So that’s what my specialty was, in Ten Eyck’s eyes; I was a gunman. Maybe the only pacifist gunman in the history of the world.
Eustaly arrived not long after dark; just a few minutes, in fact, after P. J. Mulligan and his merry men drove away toward oblivion. I saw Eli Zlott peeking after them out the living-room window, watching his handiwork go away to happen someplace. I suppose the way he figured it, Celts, Teutons, what’s the difference?
Armstrong was already in the house, and it turned out at least one of his specialties was brawn; when Eustaly drove his two-year-old Mercury around to the back of the house, Armstrong came downstairs lugging two black suitcases neither of which I could do much more than lift and put right back down again. Armstrong stowed the suitcases in the trunk, Eustaly and Ten Eyck had a brief conference in a corner of the living room, Eustaly turned down with thanks Mrs. Bodkin’s offer of mince pie and coffee, and Ten Eyck motioned me to follow him upstairs to the second floor.

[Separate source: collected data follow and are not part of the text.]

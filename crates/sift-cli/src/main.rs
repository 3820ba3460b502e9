//! Sift CLI - Card statement ledger
//!
//! Usage:
//!   sift init                 Initialize database
//!   sift import --file CSV    Import a statement (re-imports are skipped)
//!   sift suggest <id>         Show the category suggestion for a transaction
//!   sift summary              Month-to-date spend by category
//!   sift serve --port 3000    Start web server

mod cli;
mod commands;


use anyhow::{Context, Result};
use clap::Parser;
use sift_core::Config;
use tracing_subscriber::{fmt, prelude::*, EnvFilter};

use cli::*;

#[tokio::main]
async fn main() -> Result<()> {
    let cli = Cli::parse();

    // Set up logging
    // Priority: RUST_LOG env var > --verbose flag > default (info)
    let filter = if std::env::var("RUST_LOG").is_ok() {
        EnvFilter::from_default_env()
    } else if cli.verbose {
        EnvFilter::new("debug")
    } else {
        EnvFilter::new("info")
    };

    tracing_subscriber::registry()
        .with(filter)
        .with(fmt::layer().with_target(false).compact())
        .init();

    let config = match &cli.config {
        Some(path) => Config::load_from(Some(path.as_path())),
        None => Config::load(),
    }
    .context("Failed to load config")?;

    match cli.command {
        Commands::Init => commands::cmd_init(&cli.db, cli.no_encrypt),
        Commands::Import { file } => {
            let db = commands::open_db(&cli.db, cli.no_encrypt)?;
            commands::cmd_import(&db, &file, config.import.max_import_bytes)
        }
        Commands::Transactions { action } => {
            let db = commands::open_db(&cli.db, cli.no_encrypt)?;
            match action {
                None => commands::cmd_transactions_list(&db, 20, 0),
                Some(TransactionsAction::List { limit, offset }) => {
                    commands::cmd_transactions_list(&db, limit, offset)
                }
                Some(TransactionsAction::Show { id }) => commands::cmd_transactions_show(&db, id),
            }
        }
        Commands::Edit {
            id,
            category,
            merchant,
            notes,
        } => {
            let db = commands::open_db(&cli.db, cli.no_encrypt)?;
            commands::cmd_edit(
                &db,
                id,
                category.as_deref(),
                merchant.as_deref(),
                notes.as_deref(),
            )
        }
        Commands::Suggest { id } => {
            let db = commands::open_db(&cli.db, cli.no_encrypt)?;
            commands::cmd_suggest(&db, id)
        }
        Commands::Assist { id } => {
            let db = commands::open_db(&cli.db, cli.no_encrypt)?;
            commands::cmd_assist(&db, &config.assist, id).await
        }
        Commands::Rules { action } => {
            let db = commands::open_db(&cli.db, cli.no_encrypt)?;
            match action {
                None | Some(RulesAction::List) => commands::cmd_rules_list(&db),
                Some(RulesAction::Add { pattern, category }) => {
                    commands::cmd_rules_add(&db, &pattern, &category)
                }
                Some(RulesAction::Enable { id }) => commands::cmd_rules_set_enabled(&db, id, true),
                Some(RulesAction::Disable { id }) => {
                    commands::cmd_rules_set_enabled(&db, id, false)
                }
                Some(RulesAction::Move { id, position }) => {
                    commands::cmd_rules_move(&db, id, position)
                }
                Some(RulesAction::Delete { id }) => commands::cmd_rules_delete(&db, id),
                Some(RulesAction::Test { text }) => commands::cmd_rules_test(&db, &text),
            }
        }
        Commands::Overrides => {
            let db = commands::open_db(&cli.db, cli.no_encrypt)?;
            commands::cmd_overrides_list(&db)
        }
        Commands::Summary { since } => {
            let db = commands::open_db(&cli.db, cli.no_encrypt)?;
            commands::cmd_summary(&db, since.as_deref())
        }
        Commands::Imports { limit } => {
            let db = commands::open_db(&cli.db, cli.no_encrypt)?;
            commands::cmd_imports_list(&db, limit)
        }
        Commands::Serve { port, host } => {
            commands::cmd_serve(&cli.db, &host, port, cli.no_encrypt, &config).await
        }
    }
}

We got to the thing at the head of the stairs, turned left, and went into the room where the Orientals had been assembling their machine guns. The assemblers were gone, but their choppers were still there, piled up on a table, lying on their sides, most of them pointing at me.
Ten Eyck slipped a pistol into my hand and said, quietly, “On the way up, don’t worry about Armstrong, he’s a moron and dedicated. But keep an eye on Eustaly. I wouldn’t trust Mortimer any further than I could throw him.”
Pistols are heavier than I’d thought. (Need I say this was the first time in my life I’d ever held one?) The gun sagged from my hand, which sagged from my wrist. I nodded and said, “I’ll watch him. Right” All the while wondering what I’d do if Eustaly did try something.
“It’s just on the way up you’ve got to be careful,” Ten Eyck went on. “When you’re carrying the cash. Plastic explosive isn’t that easy to pawn, so I doubt Mortimer’ll try anything on the way back.”
“Good,” I said. “What about Armstrong? Is he armed?”
“Yes,” he said, and then killed my burgeoning hope by adding, “But don’t count on him, he’s never been in a deal like this before.”
“It’s up to me, then.”
“You’re my right hand in this, Raxford.” He glinted at me, smiling to show his teeth. “We’re the same breed,” he said, patting my shoulder. “We understand each other.”
With that inaccurate thought in mind, I followed him back downstairs, where Mrs. Bodkin approached me with a red-and-black-check hunting jacket, a residue of the late Mr. Bodkin’s, which she insisted I wear. “The nights are still chilly,” she said, “and you don’t have a topcoat.”
Neither had Eustaly, who was stout and dapper in a pearl-gray suit that appeared to reflect the light, but she didn’t push any old horse blankets on him. For some reason she’d taken a liking to me and a dislike to Eustaly; maybe because I ate her pancakes and he wouldn’t eat her mince pie.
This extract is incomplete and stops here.